Putting wellbeing at the heart of recovery in the UK: insights for government leaders

If a policy helps people to thrive, it’s a success. Covid-19 has highlighted and exacerbated deep inequalities in our society. It has affected many aspects of our wellbeing – our health, our work, our homes, and the quality of our relationships – in ways that have been felt by some much more than others. 

At this pivotal time for recovery, thinking and planning in the UK, it is vital that government leaders take into account the impact policy development will have on national, local, and individual wellbeing. Decision makers should be asking – what is necessary to protect the wellbeing of those most affected? And what does ‘good’ look like for the UK’s future?

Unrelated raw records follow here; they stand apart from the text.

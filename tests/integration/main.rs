#![cfg(unix)]

#[path = "../common/mod.rs"]
mod common;

mod error_test;
mod json_test;
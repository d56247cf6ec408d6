use serde::Serialize;

/// JSON response for `onepassword version --json`.
#[derive(Serialize)]
pub struct VersionResponse {
    pub version: String,
    pub major: u64,
    pub minor: u64,
    pub patch: u64,
    pub prerelease: bool,
}

/// JSON response for `onepassword value|username|password --json`.
#[derive(Serialize)]
pub struct ValueResponse<'a> {
    pub vault: &'a str,
    pub item: &'a str,
    pub field: &'a str,
    pub value: &'a str,
}

/// JSON response for `onepassword uuid --json`.
#[derive(Serialize)]
pub struct UuidResponse<'a> {
    pub vault: &'a str,
    pub item: &'a str,
    pub id: &'a str,
}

Decision makers should be asking – what is necessary to protect the wellbeing of those most affected? And what does ‘good’ look like for the UK’s future?

The response so far

  • The past few months have raised an awareness and appreciation of our sense of community and our mental health as critical aspects of our wellbeing, according to Lord Professor Richard Layard. Using existing tools of government decision making – with wellbeing as the ultimate goal – could lead to greater investments in crucial social infrastructure.
  • Businesses have recognised how important employee wellbeing is for their survival, shares Louise Aston, from Business in the Community.
  • There has been an agility of communities and charities in response to the virus and the lockdown, particularly at the very local level, highlighted by Dawn Austwick, CEO of the National Lottery Community Fund. It is a reminder that communities have an intrinsic wellbeing value in their own right.

The OECD has already identified three ways in which wellbeing can inform recovery planning:

  • Identify pre-existing vulnerabilities to target support, especially socioeconomic disadvantage.
  • Highlight areas not previously on the government’s radar.
  • Build resilience in systems, including social capital and trust.

But although the whole of the UK has been affected, it is clear that the impact has been different for different people. 

As well as looking at the main drivers of wellbeing for informing policy decisions, it is also important for local and national policy makers to understand how and why these drivers of wellbeing/misery might have been compounded or improved for some people.

Wellbeing inequalities

At the What Works Centre for Wellbeing, we have been collecting and analysing evidence on how different individuals and groups have been affected, and changes that have occurred in all areas of our wellbeing. 

As well as the health risks posed by the disease itself, we have also looked at other physical and mental health outcomes, changes to economic circumstances and social and environmental factors. Our evidence draws on official statistics, as well as insights from experts.  

Insights and associated policy responses so far include:

  • Not having the quantity and quality of relationships that we would want can directly affect our wellbeing, but people that are lonely also share many characteristics associated with low wellbeing. To ensure recovery activity effectively targets loneliness reduction, evidence identifies three key areas: 
    • Invest in supporting relationships.
    • Provide the means and opportunity for people to leave damaging or toxic relationships.
    • Target the most at-risk groups.
  • The social and economic impacts of Covid-19 have had a disproportionate impact on people from Black, Asian and minority ethnic communities. In addition to the increased risk from the virus itself, people from ethnic minorities have been more affected by job losses and associated financial impacts, compounding existing economic inequalities. We know that the amount of income and wealth we have matters for our wellbeing, but it also matters how much we have compared to others. So where the economic gap widens, our wellbeing is affected even more.

In addition to the increased risk from the virus itself, people from ethnic minorities have been more affected by job losses and associated financial impacts, compounding existing economic inequalities.

  • People most at risk of worsening mental health are likely to have a similar profile to those at risk of the physical health impacts from catching the virus and the economic and social impacts from job losses and social distancing measures. A wellbeing based recovery can focus on: 
    • Supporting and restoring access to mental health services. 
    • Nurturing the positive impacts on mental health that have resulted from changes to our way of life, such as the increase in exercise, sleep and visits to green spaces.
    • Building connective infrastructure. 
  • Being male puts you at increased risk of the most severe health consequences from the virus. Men are more likely to require hospitalisation and intensive care. At the same time, psychological distress and the negative relationship between Covid-19 and wellbeing is higher for women. Six out of ten women (61%) are finding it harder to stay positive day-to-day, compared with 47% of men. To address this, local decision makers can:
    • Collect and report wellbeing outcomes by gender.
    • Recognise and value unpaid care work and the importance of nurturing relationships, and distribute more equally between mothers and fathers.

There is an opportunity now to draw on this growing body of evidence of what works to improve our wellbeing. We can use this evidence to respond to the challenges that lie ahead, while being clear about what a good life looks like, for us all.